El contralmirante (RE) Luis Enrique López Mazzeo se declaró inocente en el juicio por el hundimiento e implosión del submarino ARA San Juan y reclamó que no puede haber sentencia sin un peritaje que establezca cómo ocurrió el siniestro que en 2017 dejó 44 muertos (La Nación). El imputado sostuvo que cumplió diligencias de inspección y describió la decisión que tomó el 16 de noviembre de 2017 de cerrar el operativo SAR por considerar superadas “las posibilidades de encontrarlos con vida”; las audiencias continuarán el 23 de marzo con los primeros cinco testigos de una lista que llega al centenar (La Nación).

¿Qué dijo López Mazzeo y qué pruebas presentó?

López Mazzeo negó “todas y cada una” de las imputaciones y reconstruyó con fechas y comunicaciones su gestión al frente del Comando de Adiestramiento y Alistamiento, incluida la inspección del submarino en Ushuaia y la conversación con el comandante del buque (La Nación). Señaló que ordenó cancelar la patrulla tras un principio de incendio y que puso en marcha el operativo de búsqueda, incluso solicitando apoyo aéreo internacional; afirmó además que agilizó repuestos y recorrió todas las unidades, como prueba de haber cumplido sus obligaciones (La Nación). Su reclamo central es procesal y técnico: cuestionó que el juicio avance sin una pericia administrativa o técnica que establezca el nexo causal entre las novedades reportadas y la tragedia.

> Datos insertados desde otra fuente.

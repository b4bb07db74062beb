//! Background task owning the match store connection and the degraded flag.

use std::{future::Future, sync::Arc, time::Duration};

use tokio::time::sleep;
use tracing::{info, warn};

use crate::{
    dao::{match_store::MatchStore, storage::StorageError},
    state::SharedState,
};

const INITIAL_DELAY: Duration = Duration::from_millis(1_000);
const MAX_DELAY: Duration = Duration::from_secs(10);
const HEALTH_POLL_INTERVAL: Duration = Duration::from_secs(5);
const MAX_RECONNECT_ATTEMPTS: u32 = 3;

fn next_delay(delay: Duration) -> Duration {
    (delay * 2).min(MAX_DELAY)
}

/// Connect to the match store, then watch its health for as long as the process runs.
///
/// Requests are answered with 503 while no healthy store is installed. A store that fails its
/// health check gets a few in-place reconnect attempts before a fresh connection is built.
pub async fn run<F, Fut>(state: SharedState, mut connect: F)
where
    F: FnMut() -> Fut + Send + 'static,
    Fut: Future<Output = Result<Arc<dyn MatchStore>, StorageError>> + Send,
{
    let mut delay = INITIAL_DELAY;

    loop {
        match connect().await {
            Ok(store) => {
                state.set_match_store(Arc::clone(&store)).await;
                info!("match store connected; leaving degraded mode");
                delay = INITIAL_DELAY;

                watch_health(&state, store.as_ref()).await;
                warn!("match store lost; reconnecting from scratch");
            }
            Err(err) => {
                warn!(error = %err, retry_in = ?delay, "match store connection attempt failed");
            }
        }

        sleep(delay).await;
        delay = next_delay(delay);
    }
}

/// Poll `store` until it stays unhealthy through every reconnect attempt.
async fn watch_health(state: &SharedState, store: &dyn MatchStore) {
    loop {
        match store.health_check().await {
            Ok(()) => {
                if state.is_degraded() {
                    info!("match store healthy again; leaving degraded mode");
                    state.update_degraded(false);
                }
            }
            Err(err) => {
                warn!(error = %err, "match store health check failed");
                if !reconnect(state, store).await {
                    warn!("exhausted match store reconnect attempts; staying in degraded mode");
                    return;
                }
                state.update_degraded(false);
            }
        }
        sleep(HEALTH_POLL_INTERVAL).await;
    }
}

/// Try to revive `store` in place. The first failure switches the service to degraded mode.
async fn reconnect(state: &SharedState, store: &dyn MatchStore) -> bool {
    let mut delay = INITIAL_DELAY;

    for attempt in 0..MAX_RECONNECT_ATTEMPTS {
        match store.try_reconnect().await {
            Ok(()) => {
                info!(attempt, "match store reconnected after failed health check");
                return true;
            }
            Err(err) => {
                if attempt == 0 {
                    warn!(attempt, error = %err, "match store reconnect failed; entering degraded mode");
                    state.update_degraded(true);
                } else {
                    warn!(attempt, error = %err, "match store reconnect failed");
                }
                sleep(delay).await;
                delay = next_delay(delay);
            }
        }
    }

    false
}

#[cfg(test)]
mod tests {
    use std::sync::atomic::{AtomicU32, Ordering};

    use super::*;
    use crate::{config::AppConfig, dao::match_store::memory::MemoryMatchStore, state::AppState};

    #[test]
    fn backoff_is_capped() {
        assert_eq!(next_delay(INITIAL_DELAY), Duration::from_secs(2));
        assert_eq!(next_delay(Duration::from_secs(8)), MAX_DELAY);
        assert_eq!(next_delay(MAX_DELAY), MAX_DELAY);
    }

    #[tokio::test(start_paused = true)]
    async fn retries_until_the_store_connects() {
        let state = AppState::new(AppConfig::default(), None, None);
        let attempts = Arc::new(AtomicU32::new(0));

        let counter = Arc::clone(&attempts);
        let task = tokio::spawn(run(Arc::clone(&state), move || {
            let counter = Arc::clone(&counter);
            async move {
                if counter.fetch_add(1, Ordering::SeqCst) == 0 {
                    Err(StorageError::unavailable(
                        "connection refused".into(),
                        std::io::Error::other("refused"),
                    ))
                } else {
                    Ok(Arc::new(MemoryMatchStore::new()) as Arc<dyn MatchStore>)
                }
            }
        }));

        sleep(Duration::from_millis(1_500)).await;
        assert_eq!(attempts.load(Ordering::SeqCst), 2);
        assert!(!state.is_degraded());
        assert!(state.match_store().await.is_some());

        task.abort();
    }
}
/// Live session of an owned match; other users' sessions are reported as missing.
pub fn live_session(
    state: &SharedState,
    owner_id: &str,
    match_id: Uuid,
) -> Result<Arc<LiveSession>, ServiceError> {
    state
        .sessions()
        .get(&match_id)
        .filter(|session| session.owner_id() == owner_id)
        .map(|session| Arc::clone(&session))
        .ok_or_else(|| ServiceError::NotFound(format!("no live session for match `{match_id}`")))
}

/// Broadcast the current snapshot of `session` and return it.
pub(crate) async fn publish(session: &LiveSession) -> SessionSnapshot {
    let snapshot = SessionSnapshot::from(session.view().await);
    sse_events::broadcast_session_snapshot(session.hub(), &snapshot);
    snapshot
}

/// Open the live session of an owned match, or return the one already open.
///
/// A new session starts idle with the score tallied from the recorded touches.
pub async fn open_session(
    state: &SharedState,
    owner_id: &str,
    match_id: Uuid,
) -> Result<SessionSnapshot, ServiceError> {
    if let Ok(session) = live_session(state, owner_id, match_id) {
        return Ok(SessionSnapshot::from(session.view().await));
    }

    let store = state.require_match_store().await?;
    let entity = load_owned_match(store.as_ref(), owner_id, match_id).await?;
    let points = store.list_points(owner_id, match_id).await?;
    let score = tally(points.iter().map(|point| point.scorer));

    let session = Arc::clone(&state.sessions().entry(match_id).or_insert_with(|| {
        Arc::new(LiveSession::new(
            &entity,
            score,
            state.config().session,
            state.transition_timeout(),
        ))
    }));
    info!(owner_id, %match_id, score_me = score.me, score_opponent = score.opponent, "live session opened");

    Ok(SessionSnapshot::from(session.view().await))
}

/// Snapshot of an open session.
pub async fn get_session(
    state: &SharedState,
    owner_id: &str,
    match_id: Uuid,
) -> Result<SessionSnapshot, ServiceError> {
    let session = live_session(state, owner_id, match_id)?;
    Ok(SessionSnapshot::from(session.view().await))
}
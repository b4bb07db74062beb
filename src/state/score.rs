//! Score aggregation over a match's point log.

use serde::{Deserialize, Serialize};
use utoipa::ToSchema;

use crate::state::fencing::Scorer;

/// Touch count per fencer.
#[derive(Debug, Clone, Copy, Default, PartialEq, Eq, Serialize, Deserialize, ToSchema)]
pub struct Tally {
    /// Touches scored by the logging user.
    pub me: u32,
    /// Touches scored by the opponent.
    pub opponent: u32,
}

impl Tally {
    /// Build a tally from explicit values.
    pub fn new(me: u32, opponent: u32) -> Self {
        Self { me, opponent }
    }

    /// Count one more touch for `scorer`.
    pub fn increment(&mut self, scorer: Scorer) {
        match scorer {
            Scorer::Me => self.me += 1,
            Scorer::Opponent => self.opponent += 1,
        }
    }

    /// Total number of touches.
    pub fn total(&self) -> u32 {
        self.me + self.opponent
    }

    /// Whether a recorded snapshot is reachable from this tally (never ahead of it).
    pub fn admits_snapshot(&self, snapshot: Tally) -> bool {
        snapshot.me <= self.me && snapshot.opponent <= self.opponent
    }

    /// Whether this snapshot can follow `earlier` in a match: neither side goes down.
    pub fn follows(&self, earlier: Tally) -> bool {
        self.me >= earlier.me && self.opponent >= earlier.opponent
    }
}

/// Count touches per scorer.
pub fn tally<I>(scorers: I) -> Tally
where
    I: IntoIterator<Item = Scorer>,
{
    scorers.into_iter().fold(Tally::default(), |mut acc, scorer| {
        acc.increment(scorer);
        acc
    })
}

/// Score shown for a match: the stored result once finalized, the live tally otherwise.
pub fn displayed_score(finalized: bool, stored: Tally, derived: Tally) -> Tally {
    if finalized { stored } else { derived }
}

#[cfg(test)]
mod tests {
    use super::*;

    #[test]
    fn tally_counts_each_side() {
        let result = tally([Scorer::Me, Scorer::Opponent, Scorer::Me, Scorer::Me]);
        assert_eq!(result, Tally::new(3, 1));
        assert_eq!(result.total(), 4);
    }

    #[test]
    fn empty_log_is_nil_all() {
        assert_eq!(tally(std::iter::empty()), Tally::default());
    }

    #[test]
    fn finalized_score_wins_over_tally() {
        let stored = Tally::new(5, 3);
        let derived = Tally::new(6, 3);
        assert_eq!(displayed_score(true, stored, derived), stored);
        assert_eq!(displayed_score(false, stored, derived), derived);
        assert_eq!(
            displayed_score(true, Tally::default(), derived),
            Tally::default()
        );
    }

    #[test]
    fn snapshot_may_not_run_ahead_of_tally() {
        let current = Tally::new(2, 1);
        assert!(current.admits_snapshot(Tally::new(2, 1)));
        assert!(current.admits_snapshot(Tally::new(0, 0)));
        assert!(!current.admits_snapshot(Tally::new(3, 1)));
        assert!(!current.admits_snapshot(Tally::new(2, 2)));
    }

    #[test]
    fn snapshots_never_go_down() {
        let earlier = Tally::new(1, 2);
        assert!(Tally::new(1, 2).follows(earlier));
        assert!(Tally::new(2, 2).follows(earlier));
        assert!(!Tally::new(0, 2).follows(earlier));
        assert!(!Tally::new(3, 1).follows(earlier));
    }
}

¿En qué se funda la acusación fiscal y qué números aparecen?

La acusación fiscal sostiene que, al zarpar en su última travesía, el ARA San Juan había excedido en 26 meses el intervalo reglamentario entre puestas en seco previsto por el fabricante, y que presentaba equipos fuera de servicio o degradados que afectaban su seguridad operativa (La Nación). Los delitos imputados son incumplimiento de los deberes de funcionario público, omisión de deberes del oficio y estrago culposo agravado por el resultado de muerte, cargos que requieren establecer causalidad técnica y normativa. La fiscalía elevó la causa a juicio y el Tribunal Oral Federal de Río Gallegos fijó la programación de audiencias; la investigación penal contrasta, según López Mazzeo, con la falta de una investigación militar interna previa que hubiera definido responsabilidades administrativas.

Qué está en juego: técnica, institucionalidad y reparación

Este juicio no solo decide responsabilidades penales: pone en discusión cómo funcionan los mecanismos de investigación militar y civil tras una tragedia de alta complejidad técnica. A más de ocho años del hundimiento ocurrido el 15 de noviembre de 2017, queda por resolver si la prueba técnica —peritajes especializados sobre material, mantenimiento y comunicaciones— se incorporará con la profundidad necesaria para que la condena o absolución se funde en ciencia forense naval y no solo en valoraciones internas (La Nación). Para las familias y para la credibilidad institucional, la claridad técnica es condición de legitimidad.

¿Cómo debería avanzar el proceso y qué debe pedir la sociedad?

Observamos tres exigencias mínimas: 1) que el tribunal garantice la producción de peritajes independientes y públicos sobre las causas técnicas del siniestro; 2) que la instrucción administrativa y judicial transparenten cronogramas y expedientes para evitar la sensación de juicio sin todas las pruebas; 3) que la agenda pública incluya lecciones operativas para evitar repetición de errores en protocolos y mantenimiento. El reclamo de López Mazzeo por una pericia no exonera ni absuelve por anticipado; sí obliga a la justicia a explicitar cómo y cuándo se probarán los elementos técnicos. Si el objetivo es verdad y responsabilidad, la decisión más difícil será para los jueces: decidir si avanzan con la oralidad tal como está o si demandan pruebas científicas que la sociedad espera ver antes del veredicto final (La Nación).